Since every practical law represents a possible action as good and, on this account, for a subject who is practically determinable by reason, necessary, all imperatives are formulae determining an action which is necessary according to the principle of a will good in some respects. If now the action is good only as a means to something else, then the imperative is hypothetical; if it is conceived as good in itself and consequently as being necessarily the principle of a will which of itself conforms to reason, then it is categorical.
Thus the imperative declares what action possible by me would be good and presents the practical rule in relation to a will which does not forthwith perform an action simply because it is good, whether because the subject does not always know that it is good, or because, even if it know this, yet its maxims might be opposed to the objective principles of practical reason.
Accordingly the hypothetical imperative only says that the action is good for some purpose, possible or actual. In the first case it is a problematical, in the second an assertorial practical principle. The categorical imperative which declares an action to be objectively necessary in itself without reference to any purpose, i.e., without any other end, is valid as an apodeictic (practical) principle.

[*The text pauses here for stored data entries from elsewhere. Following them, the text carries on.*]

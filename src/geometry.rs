//! Grid geometry: dimensions, blocked cells and the word slots ("entries")
//! that run between them.
//!
//! Entries are derived the same way a puzzle file numbers its clues: every
//! maximal run of at least two open cells is an entry, across entries first in
//! reading order, then down entries in reading order.

use std::fmt;

/// Orientation of an entry.
#[derive(Debug, Copy, Clone, PartialEq, Eq, Hash, PartialOrd, Ord)]
pub enum Direction {
    /// Left to right along a row.
    Across,
    /// Top to bottom along a column.
    Down,
}

impl Direction {
    /// Row and column step between consecutive cells of an entry.
    pub fn step(self) -> (usize, usize) {
        match self {
            Direction::Across => (0, 1),
            Direction::Down => (1, 0),
        }
    }
}

/// A single across or down word slot.
///
/// An entry is identified by its direction and origin cell, and has a fixed
/// length.
#[derive(Debug, Copy, Clone, PartialEq, Eq, Hash, PartialOrd, Ord)]
pub struct Entry {
    /// Orientation of the slot.
    pub direction: Direction,
    /// Row of the first cell.
    pub row: usize,
    /// Column of the first cell.
    pub column: usize,
    /// Number of cells in the slot.
    pub length: usize,
}

impl Entry {
    /// Create an across entry starting at `(row, column)`.
    pub fn across(row: usize, column: usize, length: usize) -> Self {
        Entry {
            direction: Direction::Across,
            row,
            column,
            length,
        }
    }

    /// Create a down entry starting at `(row, column)`.
    pub fn down(row: usize, column: usize, length: usize) -> Self {
        Entry {
            direction: Direction::Down,
            row,
            column,
            length,
        }
    }

    /// Return an iterator over the `(row, column)` coordinates covered by this
    /// entry, in word order.
    pub fn coordinates(self) -> impl Iterator<Item = (usize, usize)> {
        let (row_step, column_step) = self.direction.step();

        (0..self.length).map(move |pos| (self.row + pos * row_step, self.column + pos * column_step))
    }
}

impl fmt::Display for Entry {
    fn fmt(&self, f: &mut fmt::Formatter<'_>) -> fmt::Result {
        let letter = match self.direction {
            Direction::Across => 'A',
            Direction::Down => 'D',
        };

        write!(f, "{}({},{})", letter, self.row, self.column)
    }
}

/// Grid dimensions together with the blocked-cell mask.
#[derive(Debug, Clone, PartialEq, Eq)]
pub struct Geometry {
    width: usize,
    height: usize,
    blocked: Vec<bool>,
}

impl Geometry {
    /// Create a geometry from its dimensions and a row-major blocked mask.
    ///
    /// # Errors
    ///
    /// Returns [`GeometryError::MaskSize`] if the mask does not have exactly
    /// `width * height` cells.
    pub fn new(width: usize, height: usize, blocked: Vec<bool>) -> Result<Self, GeometryError> {
        if blocked.len() != width * height {
            return Err(GeometryError::MaskSize {
                expected: width * height,
                actual: blocked.len(),
            });
        }

        Ok(Geometry {
            width,
            height,
            blocked,
        })
    }

    /// Create a geometry with no blocked cells.
    pub fn open(width: usize, height: usize) -> Self {
        Geometry {
            width,
            height,
            blocked: vec![false; width * height],
        }
    }

    /// Parse a geometry from row strings.
    ///
    /// `.` and `#` denote blocked cells, any other character is an open cell.
    ///
    /// # Errors
    ///
    /// Returns [`GeometryError::RaggedRow`] if the rows differ in length.
    pub fn from_rows<'r>(rows: impl IntoIterator<Item = &'r str>) -> Result<Self, GeometryError> {
        let mut width = None;
        let mut height = 0;
        let mut blocked = Vec::new();

        for (row, line) in rows.into_iter().enumerate() {
            let cells: Vec<bool> = line.chars().map(|c| c == '.' || c == '#').collect();
            match width {
                None => width = Some(cells.len()),
                Some(width) if width != cells.len() => {
                    return Err(GeometryError::RaggedRow {
                        row,
                        expected: width,
                        actual: cells.len(),
                    });
                }
                Some(_) => {}
            }

            blocked.extend(cells);
            height += 1;
        }

        Self::new(width.unwrap_or(0), height, blocked)
    }

    /// Number of columns.
    pub fn width(&self) -> usize {
        self.width
    }

    /// Number of rows.
    pub fn height(&self) -> usize {
        self.height
    }

    /// Total number of cells, blocked or open.
    pub fn num_cells(&self) -> usize {
        self.width * self.height
    }

    /// Row-major index of the given cell.
    #[inline]
    pub fn to_index(&self, row: usize, column: usize) -> usize {
        row * self.width + column
    }

    /// Return true if the cell at the given row-major index is blocked.
    pub fn is_blocked(&self, index: usize) -> bool {
        self.blocked[index]
    }

    fn is_open(&self, row: usize, column: usize) -> bool {
        !self.blocked[self.to_index(row, column)]
    }

    /// Derive the entries of this grid.
    ///
    /// Every maximal run of two or more open cells becomes an entry. Across
    /// entries come first in reading order, followed by down entries in
    /// reading order.
    pub fn entries(&self) -> Vec<Entry> {
        let mut entries = Vec::new();

        for row in 0..self.height {
            let mut column = 0;
            while column < self.width {
                if !self.is_open(row, column) {
                    column += 1;
                    continue;
                }

                let start = column;
                while column < self.width && self.is_open(row, column) {
                    column += 1;
                }
                if column - start >= 2 {
                    entries.push(Entry::across(row, start, column - start));
                }
            }
        }

        let mut downs = Vec::new();
        for column in 0..self.width {
            let mut row = 0;
            while row < self.height {
                if !self.is_open(row, column) {
                    row += 1;
                    continue;
                }

                let start = row;
                while row < self.height && self.is_open(row, column) {
                    row += 1;
                }
                if row - start >= 2 {
                    downs.push(Entry::down(start, column, row - start));
                }
            }
        }
        downs.sort_by_key(|entry| (entry.row, entry.column));
        entries.extend(downs);

        entries
    }
}

/// Malformed grid geometry, detected before any search begins.
#[derive(Debug, Clone, PartialEq, Eq)]
pub enum GeometryError {
    /// The blocked mask does not match the grid dimensions.
    MaskSize {
        /// `width * height`.
        expected: usize,
        /// Length of the supplied mask.
        actual: usize,
    },
    /// A row string has a different length from the first row.
    RaggedRow {
        /// Index of the offending row.
        row: usize,
        /// Length of the first row.
        expected: usize,
        /// Length of the offending row.
        actual: usize,
    },
    /// An entry has no cells.
    EmptyEntry(Entry),
    /// An entry runs past the edge of the grid.
    OutOfBounds(Entry),
    /// An entry covers a blocked cell.
    BlockedCell {
        /// The offending entry.
        entry: Entry,
        /// Row of the blocked cell.
        row: usize,
        /// Column of the blocked cell.
        column: usize,
    },
    /// A cell is owned by more than one across and one down entry.
    OverOwnedCell {
        /// Row of the cell.
        row: usize,
        /// Column of the cell.
        column: usize,
        /// Number of entries covering the cell.
        owners: usize,
    },
    /// Two entries of the same direction share a cell.
    ParallelOverlap {
        /// The first entry covering the cell.
        first: Entry,
        /// The second entry covering the cell.
        second: Entry,
    },
}

impl fmt::Display for GeometryError {
    fn fmt(&self, f: &mut fmt::Formatter<'_>) -> fmt::Result {
        match self {
            Self::MaskSize { expected, actual } => {
                write!(f, "blocked mask has {actual} cells, expected {expected}")
            }
            Self::RaggedRow {
                row,
                expected,
                actual,
            } => write!(f, "row {row} has {actual} cells, expected {expected}"),
            Self::EmptyEntry(entry) => write!(f, "entry {entry} has length zero"),
            Self::OutOfBounds(entry) => write!(f, "entry {entry} runs past the edge of the grid"),
            Self::BlockedCell { entry, row, column } => {
                write!(f, "entry {entry} covers blocked cell ({row},{column})")
            }
            Self::OverOwnedCell {
                row,
                column,
                owners,
            } => write!(f, "cell ({row},{column}) is owned by {owners} entries"),
            Self::ParallelOverlap { first, second } => {
                write!(f, "entries {first} and {second} overlap in the same direction")
            }
        }
    }
}

impl std::error::Error for GeometryError {}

Whatever is possible only by the power of some rational being may also be conceived as a possible purpose of some will; and therefore the principles of action as regards the means necessary to attain some possible purpose are in fact infinitely numerous. All sciences have a practical part, consisting of problems expressing that some end is possible for us and of imperatives directing how it may be attained. These may, therefore, be called in general imperatives of skill. Here there is no question whether the end is rational and good, but only what one must do in order to attain it. The precepts for the physician to make his patient thoroughly healthy, and for a poisoner to ensure certain death, are of equal value in this respect, that each serves to effect its purpose perfectly. Since in early youth it cannot be known what ends are likely to occur to us in the course of life, parents seek to have their children taught a great many things, and provide for their skill in the use of means for all sorts of arbitrary ends, of none of which can they determine whether it may not perhaps hereafter be an object to their pupil, but which it is at all events possible that he might aim at; and this anxiety is so great that they commonly neglect to form and correct their judgement on the value of the things which may be chosen as ends.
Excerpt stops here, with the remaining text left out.